//! SeaORM 存储实现
//!
//! 统一的数据库存储层，支持 SQLite、PostgreSQL 和 MySQL。

mod achievements;
mod assignments;
mod lessons;
mod links;
mod messages;
mod progress;
mod submissions;
mod users;

use crate::config::AppConfig;
use crate::errors::{Result, TinyLearnError};
use migration::{Migrator, MigratorTrait};
use sea_orm::{ConnectOptions, Database, DatabaseConnection};
use std::time::Duration;
use tracing::info;

/// SeaORM 存储实现
#[derive(Clone)]
pub struct SeaOrmStorage {
    pub(crate) db: DatabaseConnection,
}

impl SeaOrmStorage {
    /// 测试用内存数据库，建好全部表
    ///
    /// 内存库随连接存在，连接池必须固定为单连接。
    #[cfg(test)]
    pub(crate) async fn open_in_memory() -> Self {
        let mut opt = ConnectOptions::new("sqlite::memory:");
        opt.max_connections(1).min_connections(1);

        let db = Database::connect(opt)
            .await
            .expect("connect in-memory sqlite");
        Migrator::up(&db, None).await.expect("run migrations");
        Self { db }
    }

    /// 创建新的 SeaORM 存储实例
    pub async fn new_async() -> Result<Self> {
        let config = AppConfig::get();
        let db_url = Self::build_database_url(&config.database.url)?;

        // 根据数据库类型选择连接方式
        let db = if db_url.starts_with("sqlite://") {
            Self::connect_sqlite(&db_url, config).await?
        } else {
            Self::connect_generic(&db_url, config).await?
        };

        // 运行迁移
        Migrator::up(&db, None)
            .await
            .map_err(|e| TinyLearnError::database_operation(format!("数据库迁移失败: {e}")))?;

        info!("SeaORM 存储初始化完成，数据库: {}", db_url);

        Ok(Self { db })
    }

    /// SQLite 专用连接（WAL + pragma 优化）
    async fn connect_sqlite(url: &str, config: &AppConfig) -> Result<DatabaseConnection> {
        use sea_orm::SqlxSqliteConnector;
        use sea_orm::sqlx::sqlite::{
            SqliteConnectOptions, SqliteJournalMode, SqlitePoolOptions, SqliteSynchronous,
        };
        use std::str::FromStr;

        let opt = SqliteConnectOptions::from_str(url)
            .map_err(|e| TinyLearnError::database_config(format!("SQLite URL 解析失败: {e}")))?
            .create_if_missing(true)
            .journal_mode(SqliteJournalMode::Wal)
            .synchronous(SqliteSynchronous::Normal)
            .busy_timeout(Duration::from_secs(5))
            .pragma("cache_size", "-64000")
            .pragma("temp_store", "memory")
            .pragma("mmap_size", "536870912")
            .pragma("wal_autocheckpoint", "1000");

        let pool = SqlitePoolOptions::new()
            .max_connections(config.database.pool_size)
            .min_connections(1)
            .test_before_acquire(true)
            .acquire_timeout(Duration::from_secs(config.database.timeout))
            .idle_timeout(Duration::from_secs(300))
            .connect_with(opt)
            .await
            .map_err(|e| TinyLearnError::database_connection(format!("SQLite 连接失败: {e}")))?;

        Ok(SqlxSqliteConnector::from_sqlx_sqlite_pool(pool))
    }

    /// 通用连接（PostgreSQL、MySQL 等）
    async fn connect_generic(url: &str, config: &AppConfig) -> Result<DatabaseConnection> {
        let mut opt = ConnectOptions::new(url);
        opt.max_connections(config.database.pool_size)
            .min_connections(5)
            .connect_timeout(Duration::from_secs(config.database.timeout))
            .acquire_timeout(Duration::from_secs(config.database.timeout))
            .idle_timeout(Duration::from_secs(600))
            .max_lifetime(Duration::from_secs(1800))
            .sqlx_logging(false)
            .sqlx_logging_level(tracing::log::LevelFilter::Debug);

        Database::connect(opt)
            .await
            .map_err(|e| TinyLearnError::database_connection(format!("无法连接到数据库: {e}")))
    }

    /// 从 URL 自动推断数据库类型并构建连接 URL
    fn build_database_url(url: &str) -> Result<String> {
        if url.starts_with("sqlite://") {
            Ok(url.to_string())
        } else if url.ends_with(".db") || url.ends_with(".sqlite") || url == ":memory:" {
            Ok(format!("sqlite://{}?mode=rwc", url))
        } else if url.starts_with("postgres://")
            || url.starts_with("postgresql://")
            || url.starts_with("mysql://")
            || url.starts_with("mariadb://")
        {
            Ok(url.to_string())
        } else {
            Err(TinyLearnError::database_config(format!(
                "无法从 URL 推断数据库类型: {url}. 支持: sqlite://, postgres://, mysql://, 或 .db/.sqlite 文件路径"
            )))
        }
    }
}

// Storage trait 实现
use crate::models::{
    achievements::responses::AchievementListResponse,
    assignments::{
        entities::Assignment,
        requests::{AssignmentListQuery, CreateAssignmentRequest, UpdateAssignmentRequest},
        responses::{AssignmentListResponse, StudentAssignmentListResponse},
    },
    lessons::{
        entities::Lesson,
        requests::{CreateLessonRequest, LessonListQuery, UpdateLessonRequest},
        responses::LessonListResponse,
    },
    links::{
        entities::StudentParentLink, requests::CreateLinkRequest, responses::LinkListResponse,
    },
    messages::{
        entities::Message,
        requests::{ConversationQuery, SendMessageRequest},
        responses::{ConversationListResponse, MessageListResponse},
    },
    progress::{entities::Progress, requests::UpdateProgressRequest},
    submissions::{
        entities::Submission,
        requests::{SubmissionListQuery, UpsertSubmissionRequest},
        responses::SubmissionListResponse,
    },
    users::{
        entities::{User, UserRole, UserStatus},
        requests::{CreateUserRequest, UpdateUserRequest, UserListQuery},
        responses::UserListResponse,
    },
};
use crate::storage::Storage;
use async_trait::async_trait;

#[async_trait]
impl Storage for SeaOrmStorage {
    // 用户模块
    async fn create_user(&self, user: CreateUserRequest) -> Result<User> {
        self.create_user_impl(user).await
    }

    async fn get_user_by_id(&self, id: i64) -> Result<Option<User>> {
        self.get_user_by_id_impl(id).await
    }

    async fn get_user_by_username(&self, username: &str) -> Result<Option<User>> {
        self.get_user_by_username_impl(username).await
    }

    async fn get_user_by_email(&self, email: &str) -> Result<Option<User>> {
        self.get_user_by_email_impl(email).await
    }

    async fn get_user_by_username_or_email(&self, identifier: &str) -> Result<Option<User>> {
        self.get_user_by_username_or_email_impl(identifier).await
    }

    async fn list_users_with_pagination(&self, query: UserListQuery) -> Result<UserListResponse> {
        self.list_users_with_pagination_impl(query).await
    }

    async fn update_user(&self, id: i64, update: UpdateUserRequest) -> Result<Option<User>> {
        self.update_user_impl(id, update).await
    }

    async fn update_user_status(&self, id: i64, status: UserStatus) -> Result<Option<User>> {
        self.update_user_status_impl(id, status).await
    }

    async fn count_users_by_role(&self, role: UserRole) -> Result<i64> {
        self.count_users_by_role_impl(role).await
    }

    async fn update_last_login(&self, id: i64) -> Result<bool> {
        self.update_last_login_impl(id).await
    }

    // 课程模块
    async fn create_lesson(&self, created_by: i64, lesson: CreateLessonRequest) -> Result<Lesson> {
        self.create_lesson_impl(created_by, lesson).await
    }

    async fn get_lesson_by_id(&self, id: i64) -> Result<Option<Lesson>> {
        self.get_lesson_by_id_impl(id).await
    }

    async fn list_lessons_with_pagination(
        &self,
        query: LessonListQuery,
    ) -> Result<LessonListResponse> {
        self.list_lessons_with_pagination_impl(query).await
    }

    async fn update_lesson(&self, id: i64, update: UpdateLessonRequest) -> Result<Option<Lesson>> {
        self.update_lesson_impl(id, update).await
    }

    async fn archive_lesson(&self, id: i64) -> Result<bool> {
        self.archive_lesson_impl(id).await
    }

    async fn count_active_lessons(&self) -> Result<i64> {
        self.count_active_lessons_impl().await
    }

    // 作业模块
    async fn create_assignment(
        &self,
        teacher_id: i64,
        assignment: CreateAssignmentRequest,
    ) -> Result<Assignment> {
        self.create_assignment_impl(teacher_id, assignment).await
    }

    async fn get_assignment_by_id(&self, id: i64) -> Result<Option<Assignment>> {
        self.get_assignment_by_id_impl(id).await
    }

    async fn list_assignments_by_teacher(
        &self,
        teacher_id: i64,
        query: AssignmentListQuery,
    ) -> Result<AssignmentListResponse> {
        self.list_assignments_by_teacher_impl(teacher_id, query)
            .await
    }

    async fn list_all_assignments(
        &self,
        query: AssignmentListQuery,
    ) -> Result<AssignmentListResponse> {
        self.list_all_assignments_impl(query).await
    }

    async fn list_assignments_for_student(
        &self,
        student_id: i64,
        query: AssignmentListQuery,
    ) -> Result<StudentAssignmentListResponse> {
        self.list_assignments_for_student_impl(student_id, query)
            .await
    }

    async fn update_assignment(
        &self,
        id: i64,
        teacher_id: i64,
        update: UpdateAssignmentRequest,
    ) -> Result<Option<Assignment>> {
        self.update_assignment_impl(id, teacher_id, update).await
    }

    async fn archive_assignment(&self, id: i64, teacher_id: i64) -> Result<bool> {
        self.archive_assignment_impl(id, teacher_id).await
    }

    async fn list_assignment_assignees(&self, assignment_id: i64) -> Result<Vec<i64>> {
        self.list_assignment_assignees_impl(assignment_id).await
    }

    async fn is_assigned(&self, assignment_id: i64, student_id: i64) -> Result<bool> {
        self.is_assigned_impl(assignment_id, student_id).await
    }

    // 提交模块
    async fn get_submission_by_id(&self, id: i64) -> Result<Option<Submission>> {
        self.get_submission_by_id_impl(id).await
    }

    async fn get_submission_by_assignment_and_student(
        &self,
        assignment_id: i64,
        student_id: i64,
    ) -> Result<Option<Submission>> {
        self.get_submission_by_assignment_and_student_impl(assignment_id, student_id)
            .await
    }

    async fn upsert_draft(
        &self,
        assignment_id: i64,
        student_id: i64,
        draft: UpsertSubmissionRequest,
    ) -> Result<Submission> {
        self.upsert_draft_impl(assignment_id, student_id, draft)
            .await
    }

    async fn submit_submission(&self, id: i64) -> Result<Option<Submission>> {
        self.submit_submission_impl(id).await
    }

    async fn grade_submission(
        &self,
        id: i64,
        grader_id: i64,
        score: f64,
        feedback: Option<String>,
    ) -> Result<Option<Submission>> {
        self.grade_submission_impl(id, grader_id, score, feedback)
            .await
    }

    async fn list_submissions_for_assignment(
        &self,
        assignment_id: i64,
        query: SubmissionListQuery,
    ) -> Result<SubmissionListResponse> {
        self.list_submissions_for_assignment_impl(assignment_id, query)
            .await
    }

    // 进度模块
    async fn get_progress(&self, user_id: i64, lesson_id: i64) -> Result<Option<Progress>> {
        self.get_progress_impl(user_id, lesson_id).await
    }

    async fn start_lesson_progress(&self, user_id: i64, lesson_id: i64) -> Result<Progress> {
        self.start_lesson_progress_impl(user_id, lesson_id).await
    }

    async fn upsert_progress(
        &self,
        user_id: i64,
        lesson_id: i64,
        update: UpdateProgressRequest,
    ) -> Result<Progress> {
        self.upsert_progress_impl(user_id, lesson_id, update).await
    }

    async fn list_progress_for_user(&self, user_id: i64) -> Result<Vec<Progress>> {
        self.list_progress_for_user_impl(user_id).await
    }

    // 消息模块
    async fn create_message(&self, sender_id: i64, message: SendMessageRequest) -> Result<Message> {
        self.create_message_impl(sender_id, message).await
    }

    async fn get_message_by_id(&self, id: i64) -> Result<Option<Message>> {
        self.get_message_by_id_impl(id).await
    }

    async fn list_conversation(
        &self,
        user_id: i64,
        partner_id: i64,
        query: ConversationQuery,
    ) -> Result<MessageListResponse> {
        self.list_conversation_impl(user_id, partner_id, query)
            .await
    }

    async fn list_conversations(&self, user_id: i64) -> Result<ConversationListResponse> {
        self.list_conversations_impl(user_id).await
    }

    async fn mark_message_read(&self, id: i64, receiver_id: i64) -> Result<Option<Message>> {
        self.mark_message_read_impl(id, receiver_id).await
    }

    async fn mark_conversation_read(&self, user_id: i64, partner_id: i64) -> Result<u64> {
        self.mark_conversation_read_impl(user_id, partner_id).await
    }

    async fn count_unread_messages(&self, user_id: i64) -> Result<i64> {
        self.count_unread_messages_impl(user_id).await
    }

    // 学生-家长关联模块
    async fn create_link(&self, link: CreateLinkRequest) -> Result<StudentParentLink> {
        self.create_link_impl(link).await
    }

    async fn get_link_by_id(&self, id: i64) -> Result<Option<StudentParentLink>> {
        self.get_link_by_id_impl(id).await
    }

    async fn get_link(
        &self,
        student_id: i64,
        parent_id: i64,
    ) -> Result<Option<StudentParentLink>> {
        self.get_link_impl(student_id, parent_id).await
    }

    async fn list_links_for_parent(&self, parent_id: i64) -> Result<LinkListResponse> {
        self.list_links_for_parent_impl(parent_id).await
    }

    async fn delete_link(&self, id: i64) -> Result<bool> {
        self.delete_link_impl(id).await
    }

    // 成就模块
    async fn list_achievements_for_user(&self, user_id: i64) -> Result<AchievementListResponse> {
        self.list_achievements_for_user_impl(user_id).await
    }
}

### Problem statement:
Count every line of the data above where "identifier" appears, and give the total only.

### Answer section:
2